Show, in full, each line of the data that contains "format".

▽

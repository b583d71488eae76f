use std::path::Path;

use indexmap::IndexMap;
use log::{info, warn};
use serde::{Deserialize, Serialize};

use super::inflector::CONJUGATION_ENDING_LEN;
use crate::error::ConfigError;
use crate::io::read_document;

/// Stem adjustment applied before a case ending is attached.
#[derive(Deserialize, Serialize, Debug, Clone, Copy, PartialEq, Eq)]
pub enum InflectionAction {
	/// Drop the final token of the stem.
	#[serde(rename = "deleteLastChar")]
	DropLast,
	/// Repeat the last consonant of the stem.
	#[serde(rename = "appendLastConsonant")]
	AppendLastConsonant,
	/// Repeat the last vowel of the stem.
	#[serde(rename = "appendLastVowel")]
	AppendLastVowel,
	/// Keep the stem as is.
	#[serde(rename = "doNothing")]
	Identity,
}

/// Prefix and elision string of a verbal mood.
///
/// A prefix of `@` means the mood form is the bare verb.
#[derive(Deserialize, Serialize, Debug, Clone, PartialEq, Eq)]
pub struct MoodRule {
	pub prefix: String,
	#[serde(default)]
	pub elide: String,
}

/// Optional knobs of the grammar-rule document.
#[derive(Deserialize, Debug, Clone, Default)]
#[serde(rename_all = "camelCase", default)]
pub struct GrammarTunings {
	/// Tense whose form is declined to build converbs.
	pub apply_converb_to_verb_form: Option<String>,
}

/// Grammar-rule document, read-only once loaded.
///
/// Every table keeps its document order, which is also the order of the
/// inflected forms returned by `Inflector`.
#[derive(Deserialize, Debug, Clone)]
#[serde(rename_all = "camelCase")]
pub struct GrammarRules {
	/// Case name to ending template (`@` = bare stem).
	pub declension_table: IndexMap<String, String>,
	/// Final stem class, then initial ending class, to stem action.
	pub declension_inflection_rules: IndexMap<String, IndexMap<String, InflectionAction>>,
	/// Two-character verb ending to `{tense: suffix}`.
	pub conjugation_table: IndexMap<String, IndexMap<String, String>>,
	/// Mood name to prefix rule.
	pub verb_prefix_table: IndexMap<String, MoodRule>,
	/// Converb type to the case it is taken from.
	pub converb_table: IndexMap<String, String>,
	#[serde(default)]
	pub tunings: Option<GrammarTunings>,
}

impl GrammarRules {
	/// Loads a grammar-rule document from disk.
	///
	/// # Errors
	/// Returns a `ConfigError` on I/O failure, malformed JSON, a missing
	/// required key or an unknown action name.
	pub fn new<P: AsRef<Path>>(filepath: P) -> Result<Self, ConfigError> {
		let rules: Self = read_document(&filepath)?;
		rules.check();
		info!(
			"loaded grammar rules from {} ({} cases, {} verb endings, {} moods)",
			filepath.as_ref().display(),
			rules.declension_table.len(),
			rules.conjugation_table.len(),
			rules.verb_prefix_table.len()
		);
		Ok(rules)
	}

	/// Parses a grammar-rule document held in memory.
	pub fn from_json_str(json: &str) -> Result<Self, ConfigError> {
		let rules: Self = serde_json::from_str(json)?;
		rules.check();
		Ok(rules)
	}

	/// Tense used as the base of converb derivation, if configured.
	pub fn converb_base_tense(&self) -> Option<&str> {
		self.tunings.as_ref()?.apply_converb_to_verb_form.as_deref()
	}

	/// Describes table entries that can never be used or will always fail.
	pub(crate) fn dead_entries(&self) -> Vec<String> {
		let mut notes = Vec::new();
		for ending in self.conjugation_table.keys() {
			if ending.chars().count() != CONJUGATION_ENDING_LEN {
				notes.push(format!(
					"conjugation ending {ending:?} is not {CONJUGATION_ENDING_LEN} characters long and will never match"
				));
			}
		}
		for (converb, case) in &self.converb_table {
			if !self.declension_table.contains_key(case) {
				notes.push(format!("converb {converb:?} refers to unknown case {case:?}"));
			}
		}
		for (case, ending) in &self.declension_table {
			if ending.is_empty() {
				notes.push(format!("case {case:?} has an empty ending"));
			}
		}
		notes
	}

	fn check(&self) {
		for note in self.dead_entries() {
			warn!("{note}");
		}
	}
}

△

> [Task output]
				notes.push(format!(
				notes.push(format!("converb {converb:?} refers to unknown case {case:?}"));
				notes.push(format!("case {case:?} has an empty ending"));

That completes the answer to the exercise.